On June 18, Zappa’s historic, final American show will be released for the first time as the new live album, Zappa ’88: The Last U.S. Show via Zappa Records/UMe. The first posthumous archival release from the ‘88 touring band, the album features 29 unreleased performances including two additional performances from the same tour: Zappa’s wild interpretations of the Allman Brothers Band’s “Whipping Post” from the March 16 show in Providence, R.I. and Led Zeppelin’s “Stairway To Heaven” from the March 23 Towson, Md. show. The record is also notable for containing the first official release of the much talked about “The Beatles Medley.”

Zappa ’88: The Last U.S. Show will be released digitally, on 2 CD or as a 4LP 180-gram vinyl box which will be available on both black vinyl or as a limited edition 180-gram purple vinyl variant, exclusively via the official Frank Zappa online store or uDiscover. Fully authorized by the Zappa Trust and produced by Ahmet Zappa and Zappa Vaultmeister Joe Travers, the recordings have been newly mixed by Craig Parker Adams in 2020 from the 48-track digital master tapes. The shows were recorded using two Sony 3324 DASH PCM 24 track tape recorders synced together using a Lynx Time Code Module, thus providing 48 track recording capabilities. The album is rounded out with detailed liner notes by Travers and Zappa ’88 drummer Chad Wackerman, who celebrated his 28th birthday on stage and is serenaded by Zappa and the crowd, as well as photos from the tour by Peder Andersson.

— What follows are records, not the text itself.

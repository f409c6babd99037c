//! Procedural mesh recipes, one module per item family
//!
//! A recipe is a pure function of the item kind and a seed: every random
//! offset is drawn from a [`StdRng`] seeded with it, so rebuilding an item
//! from its saved record yields the same mesh.

mod decoration;
mod flower;
mod furniture;
mod tree;

use rand::rngs::StdRng;
use rand::{Rng, SeedableRng};

use super::kind::ItemKind;
use crate::gfx::geometry::Shape;
use crate::gfx::resources::{AssetManager, MaterialDesc};
use crate::gfx::scene::object::{Group, MeshPart};
use crate::gfx::scene::Transform;

/// Segments for spheres built without explicit detail
pub(crate) const SPHERE_SEGMENTS: (u32, u32) = (16, 12);
/// Radial segments for cylinders built without explicit detail
pub(crate) const CYLINDER_SEGMENTS: u32 = 16;

/// Builds the mesh group for `kind`
pub fn build(kind: ItemKind, assets: &mut AssetManager, seed: u64) -> Group {
    let mut ctx = BuildContext::new(assets, seed);
    match kind {
        ItemKind::Tree(tree) => tree::build(&mut ctx, tree),
        ItemKind::Flower(flower) => flower::build(&mut ctx, flower),
        ItemKind::Furniture(furniture) => furniture::build(&mut ctx, furniture),
        ItemKind::Decoration(decoration) => decoration::build(&mut ctx, decoration),
    }
    let mut group = ctx.finish();
    group.set_shadows(true, true);
    group
}

/// Asset access, seeded randomness and the group under construction
pub(crate) struct BuildContext<'a> {
    assets: &'a mut AssetManager,
    rng: StdRng,
    group: Group,
}

impl<'a> BuildContext<'a> {
    fn new(assets: &'a mut AssetManager, seed: u64) -> Self {
        Self {
            assets,
            rng: StdRng::seed_from_u64(seed),
            group: Group::new(),
        }
    }

    /// Adds a part and returns it for further tweaks
    pub fn part(&mut self, shape: Shape, material: &MaterialDesc, at: Transform) -> &mut MeshPart {
        let geometry = self.assets.geometry(shape);
        let material = self.assets.material(material);
        let index = self.group.add(MeshPart::new(geometry, material, at.matrix()));
        &mut self.group.parts[index]
    }

    pub fn sphere(radius: f32) -> Shape {
        Shape::sphere(radius, SPHERE_SEGMENTS.0, SPHERE_SEGMENTS.1)
    }

    pub fn cylinder(radius_top: f32, radius_bottom: f32, height: f32) -> Shape {
        Shape::cylinder(radius_top, radius_bottom, height, CYLINDER_SEGMENTS)
    }

    /// Uniform value in `0..1`
    pub fn random(&mut self) -> f32 {
        self.rng.random::<f32>()
    }

    /// Uniform value in `-0.5..0.5`, scaled by `spread`
    pub fn jitter(&mut self, spread: f32) -> f32 {
        (self.random() - 0.5) * spread
    }

    pub fn count(&mut self, range: std::ops::RangeInclusive<usize>) -> usize {
        self.rng.random_range(range)
    }

    pub fn group_mut(&mut self) -> &mut Group {
        &mut self.group
    }

    fn finish(self) -> Group {
        self.group
    }
}

#[cfg(test)]
mod tests {
    use super::*;

    #[test]
    fn test_same_seed_same_mesh() {
        let mut assets = AssetManager::with_seed(0);
        for kind in ItemKind::ALL {
            let a = build(kind, &mut assets, 7);
            let b = build(kind, &mut assets, 7);
            assert_eq!(a.parts.len(), b.parts.len(), "{}", kind);
            for (pa, pb) in a.parts.iter().zip(&b.parts) {
                assert_eq!(pa.local, pb.local, "{}", kind);
                assert_eq!(pa.geometry.id, pb.geometry.id);
            }
        }
    }

    #[test]
    fn test_every_part_casts_and_receives_shadows() {
        let mut assets = AssetManager::with_seed(0);
        for kind in ItemKind::ALL {
            let group = build(kind, &mut assets, 1);
            assert!(!group.parts.is_empty(), "{} has no parts", kind);
            assert!(group.parts.iter().all(|p| p.cast_shadow && p.receive_shadow));
        }
    }

    #[test]
    fn test_parts_share_cached_assets() {
        let mut assets = AssetManager::with_seed(0);
        build(ItemKind::ALL[0], &mut assets, 1);
        let after_first = assets.stats();
        build(ItemKind::ALL[0], &mut assets, 2);
        assert_eq!(assets.stats(), after_first);
    }
}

Pre-order for all configurations is available now and will come with a download of the first single, the previously unreleased performance of “I Ain’t Got No Heart,” available to stream now. First appearing in 1966 on Zappa’s Mothers of Invention debut album, Freak Out!, then later in 1981 with an updated faster arrangement on Tinsel Town Rebellion, the ‘88 version takes the song to another level with the addition of a 5-piece horn section.



As Travers writes in the liner notes, “Start with the fulcrum of the 1981-1984 touring bands (Robert, Scott & Chad), bring back Ike Willis, add the Synclavier digital workstation, a 5-piece horn section with multi-instrumentalist Mike Keneally and you have what FZ famously described as “The Best Band You Never Heard In Your Life.” While saying “never heard” might have been a bit of hyperbole, it wasn’t far off as the short-lived band (four months of rehearsal in 1987/1988, followed by a tour from February through June 1988) only played a few dozen shows on the East Coast and Europe before disbanding. Nonetheless, the shows they did play together were electrifying and a masterclass in musicianship.

With Zappa on lead guitar, vocals, and wielding his new obsession the Synclavier, he led the proceedings through a career-spanning set, backed by a stellar cast of veteran band members and newly added members: Mike Keneally (guitar, synth, vocals), Scott Thunes (electric bass, Minimoog), Ike Willis (rhythm guitar, synth, vocals), Chad Wackerman (drums, electronic percussion), Ed Mann (vibes, marimba, electronic percussion), Robert Martin (keyboards, vocals) and the cracking horn section of Walt Fowler (trumpet, flugel horn, synth), Bruce Fowler (trombone), Paul Carman (alto, soprano and baritone sax), Albert Wing (tenor sax) and Kurt McGettrick (baritone and bass sax, contrabass clarinet). The band prepped nearly 100 songs and the sets were wide ranging, spanning tunes from the first Mothers of Invention albums, but with characteristically updated and often times ever-evolving arrangements (“I Ain’t Got No Heart,” “Love Of My Life,” “Who Needs The Peace Corps?”), to new compositions created for the ‘88 tour (“Jesus Thinks You’re A Jerk” and “When The Lie’s So Big”) as well as classical compositions (Bartók, Ravel, Stravinsky) that Zappa liked to play to expose his audiences to music he appreciated. In addition to the inclusion of the 5-piece horn section and it being Keneally’s only tour, the concerts also included extensive use of sampling through the then current machine, the Synclavier, which Zappa took on the road for the first time, as well as percussionists Mann and Wackerman’s use of electronic sounds in their set ups.

Zappa ’88: The Last U.S. Show includes all of this and many more highlights such as fan favorites, “Peaches En Regalia,” “The Black Page” “Inca Roads,” “Sharleena” “Sofa #1” and “Pound For A Brown.” It also includes a horn-laden cover of The Beatles’ “I Am The Walrus,” and the first official release of the highly sought after “The Beatles Medley,” which features the band performing the music of The Beatles’ “Norwegian Wood,” “Lucy In The Sky With Diamonds” and “Strawberry Fields Forever” with the lyrics completely changed to reflect the then-recent sex scandal of televangelist Jimmy Swaggart. The bawdy lyrics poke fun at the hypocritical minister and was part of Zappa’s agenda to demystify televangelists.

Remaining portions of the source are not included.